Thousands of Indian community members held protests in over 130 cities across 25 countries on Sunday, demanding justice for a trainee doctor who was raped and murdered last month at a Kolkata hospital.
The protests began in cities across Japan, Australia, Taiwan, and Singapore, later spreading to several European cities.
Around 60 demonstrations were planned in the United States itself.
These protests added to the ongoing outrage in India over the 9 August killing of a 31-year-old postgraduate chest medicine student.
A suspect has been arrested, along with the former principal of RG Kar Medical College, where the victim was studying.
In Stockholm, dozens of women dressed in black gathered at Sergels Torg square, singing Bengali songs and holding placards demanding justice and safety for women in India.

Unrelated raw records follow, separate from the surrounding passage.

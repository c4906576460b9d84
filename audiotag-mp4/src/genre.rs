// audiotag
// Copyright (c) 2026 The audiotag developers.
//
// This Source Code Form is subject to the terms of the Mozilla Public
// License, v. 2.0. If a copy of the MPL was not distributed with this
// file, You can obtain one at https://mozilla.org/MPL/2.0/.

//! The 148-entry ID3v1/Winamp genre table used to resolve MP4 `gnre` atoms.

const GENRES: [&str; 148] = [
    "Blues", "Classic Rock", "Country", "Dance", "Disco", "Funk", "Grunge", "Hip-Hop", "Jazz",
    "Metal", "New Age", "Oldies", "Other", "Pop", "R&B", "Rap", "Reggae", "Rock", "Techno",
    "Industrial", "Alternative", "Ska", "Death Metal", "Pranks", "Soundtrack", "Euro-Techno",
    "Ambient", "Trip-Hop", "Vocal", "Jazz+Funk", "Fusion", "Trance", "Classical", "Instrumental",
    "Acid", "House", "Game", "Sound Clip", "Gospel", "Noise", "AlternRock", "Bass", "Soul",
    "Punk", "Space", "Meditative", "Instrumental Pop", "Instrumental Rock", "Ethnic", "Gothic",
    "Darkwave", "Techno-Industrial", "Electronic", "Pop-Folk", "Eurodance", "Dream",
    "Southern Rock", "Comedy", "Cult", "Gangsta", "Top 40", "Christian Rap", "Pop/Funk",
    "Jungle", "Native American", "Cabaret", "New Wave", "Psychedelic", "Rave", "Showtunes",
    "Trailer", "Lo-Fi", "Tribal", "Acid Punk", "Acid Jazz", "Polka", "Retro", "Musical",
    "Rock & Roll", "Hard Rock", "Folk", "Folk-Rock", "National Folk", "Swing", "Fast Fusion",
    "Bebop", "Latin", "Revival", "Celtic", "Bluegrass", "Avantgarde", "Gothic Rock",
    "Progressive Rock", "Psychedelic Rock", "Symphonic Rock", "Slow Rock", "Big Band", "Chorus",
    "Easy Listening", "Acoustic", "Humour", "Speech", "Chanson", "Opera", "Chamber Music",
    "Sonata", "Symphony", "Booty Bass", "Primus", "Porn Groove", "Satire", "Slow Jam", "Club",
    "Tango", "Samba", "Folklore", "Ballad", "Power Ballad", "Rhythmic Soul", "Freestyle", "Duet",
    "Punk Rock", "Drum Solo", "A Cappella", "Euro-House", "Dance Hall", "Goa", "Drum & Bass",
    "Club-House", "Hardcore", "Terror", "Indie", "BritPop", "Afro-Punk", "Polsk Punk", "Beat",
    "Christian Gangsta Rap", "Heavy Metal", "Black Metal", "Crossover", "Contemporary Christian",
    "Christian Rock", "Merengue", "Salsa", "Thrash Metal", "Anime", "JPop", "Synthpop",
];

/// Resolves a 1-based `gnre` atom index (as stored: ID3v1 index + 1). Returns `None` when the
/// index is 0 or falls outside the table.
pub fn resolve(index: u16) -> Option<&'static str> {
    let zero_based = index.checked_sub(1)? as usize;
    GENRES.get(zero_based).copied()
}

#[cfg(test)]
mod tests {
    use super::*;

    #[test]
    fn resolves_first_and_last_entries() {
        assert_eq!(resolve(1), Some("Blues"));
        assert_eq!(resolve(148), Some("Synthpop"));
    }

    #[test]
    fn out_of_range_is_none() {
        assert_eq!(resolve(0), None);
        assert_eq!(resolve(149), None);
    }
}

“The news of this heinous crime committed on a young trainee doctor while on duty numbed and shocked each of us at the sheer ruthlessness, brutality, and disregard for human life," said Dipti Jain, an organiser of the global protests.
Jain, a British citizen and alumna of Calcutta National Medical College, previously organised a female doctors' protest in the UK.
The Supreme Court is set to hear the case on Monday.
Although tougher laws were introduced after the 2012 gruesome gang rape and murder of a 23-year-old student on a moving bus in New Delhi, activists say the Kolkata case shows how women continue to suffer from sexual violence.